The big winner was America Express, which knocked its third-quarter earnings out of the ballpark. The stock soared on the news, and in total the company saw shares rise almost 8.5% during the month. Earnings per share was up 15% as the company boosted its revenue and net income, and it also bought back 6% of its shares.

In total these three companies earned Berkshire Hathaway about $2.3 billion this month, a gain of roughly 5%.

The laggard
While Berkshire had a number of companies that delivered, tech-giant IBM (NYSE: IBM) lagged. For the third quarter, the company reported higher net income, but revenue dipped as a result of weakening sales in China. The stock plummeted 6% on the news. On the bright side, the stock has gained by about 2.5% since the day after its fall (compared to 1.5% for the S&P 500), so Berkshire Hathaway has been able to recoup some of the losses. However, since Berkshire Hathaway owned almost $13 billion worth of the stock the fact that it was down 3.2% still hurts.

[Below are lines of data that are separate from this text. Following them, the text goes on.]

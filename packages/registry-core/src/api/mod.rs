//! REST client for the registry API

mod client;
mod endpoints;

pub use client::*;
pub use endpoints::*;
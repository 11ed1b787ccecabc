use dioxus::prelude::*;
use registry_core::confirmation::{is_valid_email, is_valid_phone, TermsGate};
use registry_core::wizard::WizardState;

use crate::browser::scroll_metrics;
use crate::components::Modal;
use crate::format;

const TERMS_BODY_ID: &str = "terms-body";

const TERMS: &[(&str, &str)] = &[
    (
        "1. The service",
        "The registry lets you publish a list of gifts and collect money contributions from your guests toward each gift. Contributions are held until the campaign ends and are then paid out to the account holder.",
    ),
    (
        "2. Your responsibilities",
        "You confirm that the event is real, that the contact details you provide are your own, and that you will keep them up to date while the registry is published.",
    ),
    (
        "3. Minimum contributions",
        "If you set a minimum contribution, guests cannot give less than that amount toward a gift. Once guests have contributed you can only change the minimum after explicitly unlocking it.",
    ),
    (
        "4. Campaign dates",
        "Contributions are accepted between the campaign start and end dates. The campaign must end on or before the event date.",
    ),
    (
        "5. Fees and payouts",
        "A processing fee is deducted from each contribution. Payouts are made within ten business days of the campaign end to the account registered on your profile.",
    ),
    (
        "6. Cancellation",
        "You may unpublish a registry at any time. Contributions already received are refunded to the guests who made them, minus processing fees.",
    ),
    (
        "7. Privacy",
        "Guest names and contribution amounts are visible to you. Your email and phone are never shown on the published page.",
    ),
];

/// Step 5: contact details and terms
#[component]
pub fn ConfirmationStep(mut state: Signal<WizardState>) -> Element {
    let mut gate = use_signal(TermsGate::default);
    let mut terms_error = use_signal(|| None::<String>);

    let confirmation = state.read().confirmation.clone();
    let min_contribution = state.read().guests().min_contribution;
    let suggested = format::money(state.read().suggested_total());
    let effective_min = format::money(confirmation.effective_min_contribution(min_contribution));

    let email_invalid = !confirmation.email.is_empty() && !is_valid_email(&confirmation.email);
    let phone_invalid = !confirmation.phone.is_empty() && !is_valid_phone(&confirmation.phone);

    let mut track_scroll = move || {
        if let Some((top, client_height, scroll_height)) = scroll_metrics(TERMS_BODY_ID) {
            gate.write().on_scroll(top, client_height, scroll_height);
        }
    };

    rsx! {
        h2 { class: "text-lg font-semibold text-gray-900 mb-1", "Confirm and publish" }
        p { class: "text-sm text-gray-500 mb-6", "We contact you about contributions and payouts here." }

        div {
            class: "grid grid-cols-1 md:grid-cols-2 gap-6 max-w-3xl",
            div {
                label { class: "block text-sm font-medium text-gray-700 mb-2", "Email" }
                input {
                    r#type: "email",
                    value: "{confirmation.email}",
                    oninput: move |e| state.write().confirmation.email = e.value(),
                    class: "w-full px-3 py-2 border border-gray-300 rounded-md focus:outline-none focus:ring-2 focus:ring-rose-500",
                }
                if email_invalid {
                    p { class: "mt-1 text-xs text-red-600", "Enter a valid email address" }
                }
            }
            div {
                label { class: "block text-sm font-medium text-gray-700 mb-2", "Phone" }
                input {
                    r#type: "tel",
                    value: "{confirmation.phone}",
                    oninput: move |e| state.write().confirmation.phone = e.value(),
                    class: "w-full px-3 py-2 border border-gray-300 rounded-md focus:outline-none focus:ring-2 focus:ring-rose-500",
                }
                if phone_invalid {
                    p { class: "mt-1 text-xs text-red-600", "Enter a valid phone number" }
                }
            }
        }

        div {
            class: "mt-6 p-4 rounded-lg bg-rose-50 text-rose-900 max-w-3xl space-y-3",
            div {
                class: "flex items-center justify-between",
                span { class: "text-sm", "Suggested total" }
                span { class: "text-xl font-bold", "{suggested}" }
            }
            label {
                class: "flex items-center gap-2 text-sm",
                input {
                    r#type: "checkbox",
                    checked: confirmation.use_min_contribution,
                    onchange: move |e| state.write().confirmation.use_min_contribution = e.checked(),
                }
                "Require a minimum contribution of {effective_min} per guest"
            }
        }

        div {
            class: "mt-6 flex items-center gap-3",
            if confirmation.terms_accepted {
                span { class: "text-sm text-green-700", "\u{2713} Terms accepted" }
            } else {
                span { class: "text-sm text-gray-600", "You must accept the terms to publish." }
            }
            button {
                class: "text-sm text-rose-700 hover:underline",
                onclick: move |_| {
                    terms_error.set(None);
                    gate.write().open();
                },
                "Read terms and conditions"
            }
        }

        if gate.read().is_open() {
            Modal {
                title: "Terms and conditions".to_string(),
                width: "max-w-2xl",
                on_close: move |_| gate.write().close(),
                div {
                    id: TERMS_BODY_ID,
                    class: "px-5 py-4 overflow-y-auto max-h-[50vh] space-y-4 text-sm text-gray-700",
                    onscroll: move |_| track_scroll(),
                    // Short terms may not scroll at all.
                    onmounted: move |_| track_scroll(),
                    for (heading, body) in TERMS.iter().copied() {
                        div {
                            key: "{heading}",
                            h3 { class: "font-semibold text-gray-900 mb-1", "{heading}" }
                            p { "{body}" }
                        }
                    }
                }
                div {
                    class: "px-5 py-4 border-t border-gray-100 flex items-center justify-between gap-4",
                    if let Some(err) = terms_error() {
                        p { class: "text-xs text-red-600", "{err}" }
                    } else if !gate.read().read_to_end() {
                        p { class: "text-xs text-gray-500", "Scroll to the end to accept." }
                    } else {
                        span {}
                    }
                    button {
                        class: "px-4 py-2 rounded-lg bg-rose-600 text-white hover:bg-rose-700 disabled:opacity-40 disabled:cursor-not-allowed",
                        disabled: !gate.read().read_to_end(),
                        onclick: move |_| {
                            let result = gate.write().accept(&mut state.write().confirmation);
                            terms_error.set(result.err().map(|e| e.to_string()));
                        },
                        "I accept"
                    }
                }
            }
        }
    }
}
//! Display formatting for money and dates

use chrono::{DateTime, NaiveDate, Utc};
use rust_decimal::Decimal;

/// `$1,234.50` style amount
pub fn money(amount: Decimal) -> String {
    let rounded = amount.round_dp(2);
    let negative = rounded.is_sign_negative() && !rounded.is_zero();
    let text = format!("{:.2}", rounded.abs());
    let (whole, cents) = text.split_once('.').unwrap_or((text.as_str(), "00"));

    let mut grouped = String::with_capacity(whole.len() + whole.len() / 3);
    for (i, digit) in whole.chars().enumerate() {
        if i > 0 && (whole.len() - i) % 3 == 0 {
            grouped.push(',');
        }
        grouped.push(digit);
    }

    format!("{}${grouped}.{cents}", if negative { "-" } else { "" })
}

pub fn date(value: Option<NaiveDate>) -> String {
    value
        .map(|d| d.format("%b %-d, %Y").to_string())
        .unwrap_or_else(|| "No date".to_string())
}

/// Value for an `<input type="date">`
pub fn date_input(value: Option<NaiveDate>) -> String {
    value
        .map(|d| d.format("%Y-%m-%d").to_string())
        .unwrap_or_default()
}

pub fn timestamp(value: &DateTime<Utc>) -> String {
    value.format("%b %-d, %Y %H:%M").to_string()
}

#[cfg(test)]
mod tests {
    use super::*;

    #[test]
    fn money_groups_thousands() {
        assert_eq!(money(Decimal::new(123450, 2)), "$1,234.50");
        assert_eq!(money(Decimal::from(20)), "$20.00");
        assert_eq!(money(Decimal::new(-5, 1)), "-$0.50");
        assert_eq!(money(Decimal::from(1_000_000)), "$1,000,000.00");
    }

    #[test]
    fn date_input_round_trips_iso() {
        let d = NaiveDate::from_ymd_opt(2026, 3, 7);
        assert_eq!(date_input(d), "2026-03-07");
        assert_eq!(date(d), "Mar 7, 2026");
        assert_eq!(date_input(None), "");
    }
}
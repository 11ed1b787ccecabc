//! Gift Registry - Dioxus Web Application
//!
//! Single-page frontend for creating, sharing and tracking gift registries.
//! All data comes from the registry REST API through `registry-core`.
//!
//! ## Running
//!
//! Development (with hot reload):
//! ```bash
//! REGISTRY_API_URL=http://localhost:5000 dx serve --features web
//! ```
//!
//! Production build:
//! ```bash
//! dx build --release --features web
//! ```

#![allow(non_snake_case)]

mod app;
mod auth;
mod browser;
mod components;
mod format;
mod pages;
mod routes;
mod state;

fn main() {
    init_logging();

    dioxus::launch(app::App);
}

#[cfg(feature = "web")]
fn init_logging() {
    dioxus::logger::initialize_default();
}

#[cfg(not(feature = "web"))]
fn init_logging() {
    use tracing_subscriber::EnvFilter;

    let filter = EnvFilter::try_from_default_env()
        .unwrap_or_else(|_| EnvFilter::new("info,registry_core=debug"));
    let _ = tracing_subscriber::fmt().with_env_filter(filter).try_init();
}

All in all, the stocks in the Berkshire Hathaway portfolio had solid performance; if not for IBM they would have been up almost 4% on the month. We'll likely get an updated picture of the Berkshire Hathaway holdings in two weeks; once those are in, it'll be curious to see whether Buffett thought any of these movements were enough to warrant buying more, or perhaps even cashing out.